Os campos, as águas, os pastos, tudo ficou manchado de sangue velho derramado. No ar, não mais cheiro de mel ou frutas maduras, só de destruição e putridez. Até o céu perdeu a cor de lavanda e assumiu um tom violáceo e triste. Depois de meses, os cavaleiros remanescentes, por um ato misericordioso dos Deuses das Pradarias, se encontraram no último campo onde ainda havia vegetação, alguma memória do que a vida fora um dia. Eramos nós e os cavalos, nós, cavaleiros sombrios. Os sobreviventes de um lado e de outro, agora juntos, unidos pela fraternidade e pelo desespero. Cansados de lutar. Exaustos de matar. Enlouquecidos de tanto ver nossos irmãos de terra, sangue e cascos morrerem estupidamente, às vezes por nossas próprias mãos. E desesperançados. Porque não havia para onde ir, não havia como voltar. Alguns choravam silenciosamente, saudosos de seu passado e de seus companheiros. Outros, a face empedernida, olhavam o horizonte, como se estivessem esperando apenas que a Senhora Ceifadeira, a Dona de Todos os Destinos, a Dama do Eterno os viesse arrebatar, abrupta e inapelavelmente. 

Eu, eu não esperaria por nada nem por ninguém. Não acabaria minha história aguardando a Dama do Eterno vir ao meu encontro. Estava transido de frio. Um vento glacial assobiava pelos meus ossos, como uma flauta macabra. E um frio gélido, dos desertos do Leste, vinha de dentro do meu coração. 



Eu não conseguia me mexer. Mas meu alazão me entendeu. Juntos vivêramos, juntos lutamos, juntos apreciamos as belezas e as feiuras do mundo. Juntos iríamos embora, mais uma vez. A noite vermelha nos convidava a dançar. As cordilheiras que nos cercavam nunca foram tão bonitas, seus picos rasgando o céu sem nuvens. Nunca reclamei da vida. Não ia ser agora que reclamaria do fim. 




Essa história foi inspirada na fantástica música Desafio, do não menos fantástico Dory Caymmi. Fez parte da trilha sonora da novela Terras do sem fim - baseada no romance homônimo do (também fantástico) Jorge Amado. Para fazer sentido com a história, tive de mudar a sequência das estrofes. Espero que me perdoem. 

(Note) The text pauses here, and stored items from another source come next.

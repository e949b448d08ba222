use miette::{Diagnostic, SourceSpan};
use smol_str::SmolStr;
use thiserror::Error;

use crate::command::CommandBinding;

/// Errors raised while turning script text into a [`crate::Call`].
///
/// These are always user input defects and their messages are shown to the
/// user verbatim.
#[derive(Error, Debug, Clone, PartialEq, Eq)]
pub enum ParseError {
    #[error("Missing closing bracket")]
    MissingClosingBracket { offset: usize },
    #[error("Missing closing brace")]
    MissingClosingBrace { offset: usize },
    #[error("Excessive closing bracket")]
    ExcessiveClosingBracket { offset: usize },
    #[error("Excessive closing brace")]
    ExcessiveClosingBrace { offset: usize },
    #[error("Too deeply nested")]
    NestingTooDeep { offset: usize },
}

impl ParseError {
    /// Byte offset into the script text the error points at: the opening
    /// delimiter for missing-closer errors, the stray closer otherwise.
    pub fn offset(&self) -> usize {
        match self {
            ParseError::MissingClosingBracket { offset }
            | ParseError::MissingClosingBrace { offset }
            | ParseError::ExcessiveClosingBracket { offset }
            | ParseError::ExcessiveClosingBrace { offset }
            | ParseError::NestingTooDeep { offset } => *offset,
        }
    }
}

/// Errors raised while evaluating a parsed call.
#[derive(Error, Debug, Clone, PartialEq, Eq)]
pub enum EvalError {
    #[error("Unknown command name: {0}")]
    UnknownCommand(SmolStr),
    #[error("Unbound variable: {0}")]
    UnboundVariable(SmolStr),
    #[error("Maximum recursion depth exceeded")]
    RecursionLimit(u32),
}

/// Raised when the evaluated argument count cannot be bound to a command's
/// declared signature.
///
/// Carries the binding, the literally invoked name and the post-collapse
/// argument list so a host can build a `Usage: ...` reply without
/// re-deriving anything.
#[derive(Error, Debug, Clone, PartialEq)]
#[error("Argument count does not match what command accepts")]
pub struct ApplyError {
    pub command: CommandBinding,
    pub command_name: SmolStr,
    pub arguments: Vec<String>,
}

impl ApplyError {
    /// The declared shape, rendered as `name <required> [optional] {vararg...}`.
    pub fn usage(&self) -> String {
        self.command.usage()
    }
}

/// The whole family of script failures.
///
/// Command callables may also raise their own failures through
/// [`ScriptError::Command`]; the evaluator propagates those unmodified.
#[derive(Error, Debug, Clone, PartialEq)]
pub enum ScriptError {
    #[error(transparent)]
    Parse(#[from] ParseError),
    #[error(transparent)]
    Eval(#[from] EvalError),
    #[error(transparent)]
    Apply(#[from] ApplyError),
    #[error("{0}")]
    Command(String),
    #[error("{0}")]
    Registry(String),
}

/// A [`ScriptError`] paired with the script text it came from, for
/// diagnostic rendering.
#[derive(Error, Debug, PartialEq)]
#[error("{cause}")]
pub struct Error {
    /// The underlying cause of the error.
    pub cause: ScriptError,
    /// The script text related to the error.
    pub source_code: String,
    /// The location in the script text for diagnostics.
    pub location: SourceSpan,
}

impl Error {
    pub fn from_error(script: impl Into<String>, cause: ScriptError) -> Self {
        let source_code = script.into();
        let offset = match &cause {
            ScriptError::Parse(err) => err.offset().min(source_code.len()),
            _ => 0,
        };

        Self {
            cause,
            source_code,
            location: SourceSpan::new(offset.into(), 1),
        }
    }
}

impl Diagnostic for Error {
    fn code<'a>(&'a self) -> Option<Box<dyn std::fmt::Display + 'a>> {
        let code = match &self.cause {
            ScriptError::Parse(ParseError::MissingClosingBracket { .. }) => {
                "ParseError::MissingClosingBracket"
            }
            ScriptError::Parse(ParseError::MissingClosingBrace { .. }) => {
                "ParseError::MissingClosingBrace"
            }
            ScriptError::Parse(ParseError::ExcessiveClosingBracket { .. }) => {
                "ParseError::ExcessiveClosingBracket"
            }
            ScriptError::Parse(ParseError::ExcessiveClosingBrace { .. }) => {
                "ParseError::ExcessiveClosingBrace"
            }
            ScriptError::Parse(ParseError::NestingTooDeep { .. }) => "ParseError::NestingTooDeep",
            ScriptError::Eval(EvalError::UnknownCommand(_)) => "EvalError::UnknownCommand",
            ScriptError::Eval(EvalError::UnboundVariable(_)) => "EvalError::UnboundVariable",
            ScriptError::Eval(EvalError::RecursionLimit(_)) => "EvalError::RecursionLimit",
            ScriptError::Apply(_) => "ApplyError",
            ScriptError::Command(_) => "CommandError",
            ScriptError::Registry(_) => "RegistryError",
        };

        Some(Box::new(code))
    }

    fn help<'a>(&'a self) -> Option<Box<dyn std::fmt::Display + 'a>> {
        let msg = match &self.cause {
            ScriptError::Parse(ParseError::MissingClosingBracket { .. }) => {
                Some("Every `[` needs a matching `]`.".to_string())
            }
            ScriptError::Parse(ParseError::MissingClosingBrace { .. }) => {
                Some("Every `{` needs a matching `}`.".to_string())
            }
            ScriptError::Parse(ParseError::ExcessiveClosingBracket { .. }) => {
                Some("There is a `]` with no opening `[` before it.".to_string())
            }
            ScriptError::Parse(ParseError::ExcessiveClosingBrace { .. }) => {
                Some("There is a `}` with no opening `{` before it.".to_string())
            }
            ScriptError::Parse(ParseError::NestingTooDeep { .. }) => {
                Some("Reduce the nesting of `[...]` calls.".to_string())
            }
            ScriptError::Eval(EvalError::UnknownCommand(_)) => {
                Some("Use `help -command` to list the registered commands.".to_string())
            }
            ScriptError::Eval(EvalError::UnboundVariable(name)) => Some(format!(
                "`${name}` is not bound here. Did you mean to set it with `let`?"
            )),
            ScriptError::Eval(EvalError::RecursionLimit(limit)) => Some(format!(
                "Evaluation was stopped after {limit} nested calls. A command is probably calling itself."
            )),
            ScriptError::Apply(err) => Some(format!("Usage: {}", err.usage())),
            ScriptError::Command(_) | ScriptError::Registry(_) => None,
        };

        msg.map(|m| Box::new(m) as Box<dyn std::fmt::Display>)
    }

    fn labels(&self) -> Option<Box<dyn Iterator<Item = miette::LabeledSpan> + '_>> {
        Some(Box::new(std::iter::once(
            miette::LabeledSpan::new_with_span(Some(format!("{}", self.cause)), self.location),
        )))
    }

    fn source_code(&self) -> Option<&dyn miette::SourceCode> {
        Some(&self.source_code)
    }
}

#[cfg(test)]
mod tests {
    use rstest::rstest;

    use super::*;

    #[rstest]
    #[case::missing_bracket(
        ParseError::MissingClosingBracket { offset: 4 },
        "Missing closing bracket"
    )]
    #[case::missing_brace(ParseError::MissingClosingBrace { offset: 0 }, "Missing closing brace")]
    #[case::excessive_bracket(
        ParseError::ExcessiveClosingBracket { offset: 3 },
        "Excessive closing bracket"
    )]
    #[case::excessive_brace(
        ParseError::ExcessiveClosingBrace { offset: 3 },
        "Excessive closing brace"
    )]
    fn test_parse_error_message(#[case] err: ParseError, #[case] message: &str) {
        assert_eq!(err.to_string(), message);
    }

    #[test]
    fn test_eval_error_messages_are_verbatim() {
        assert_eq!(
            EvalError::UnknownCommand("frobnicate".into()).to_string(),
            "Unknown command name: frobnicate"
        );
        assert_eq!(
            EvalError::UnboundVariable("x".into()).to_string(),
            "Unbound variable: x"
        );
    }

    #[test]
    fn test_from_error_points_at_parse_offset() {
        let cause = ScriptError::Parse(ParseError::ExcessiveClosingBracket { offset: 3 });
        let error = Error::from_error("cmd]", cause);

        assert_eq!(error.source_code, "cmd]");
        assert_eq!(error.location, SourceSpan::new(3.into(), 1));
    }

    #[test]
    fn test_from_error_clamps_offset_to_source() {
        let cause = ScriptError::Parse(ParseError::MissingClosingBrace { offset: 100 });
        let error = Error::from_error("cmd {", cause);

        assert_eq!(error.location, SourceSpan::new(5.into(), 1));
    }
}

Ouçam esse maravilhoso exemplar da música popular brasileira.

Imagens:
cavalo https://pxhere.com/pt/photo/1327192
cordilheira: https://pxhere.com/en/photo/708385 

Comentários

Ana Luzia disse…
Ah, quanta poesia nas histórias da vida, nos desterros e desertos... lindo!
Anônimo disse…
Parabéns Zoraide muito boa e tocante a crônica. Pude imaginar galopando humildemente na sua história. Vc deve ser uma pessoa de bom coração pra ter feito uma história tão bonita!❤😍
Marcio disse…
Vou esperar a segunda parte desse texto para começar a contagem dos cadáveres.
Clarisse Pacheco disse…
Que prosa linda e lírica, Zô, inspirada mesmo. Adorei.
Albir disse…
Que beleza, Zoraya! Me lembrou também "Disparada" do Vandré, que eu considero um hino.
branco disse…
se atento for, o senhor dori caymmi seguiria a nararativa exatamente como foi sugerida. acredito que ao final não poderia deixar de sorrir em aprovação.
branco disse…
tenho certerza quye se dori caymmi fosse atento, procuraria saber sobre esse texto seu e o leria seguindo a bula. também tenho certeza que ao final ele sorriria em aprovação.
Érica disse…
Uau! Que poético! Surpreendente. .muito diferente de tudo que já escreveu (pelo que me lembro). Estava inspirada, hein?!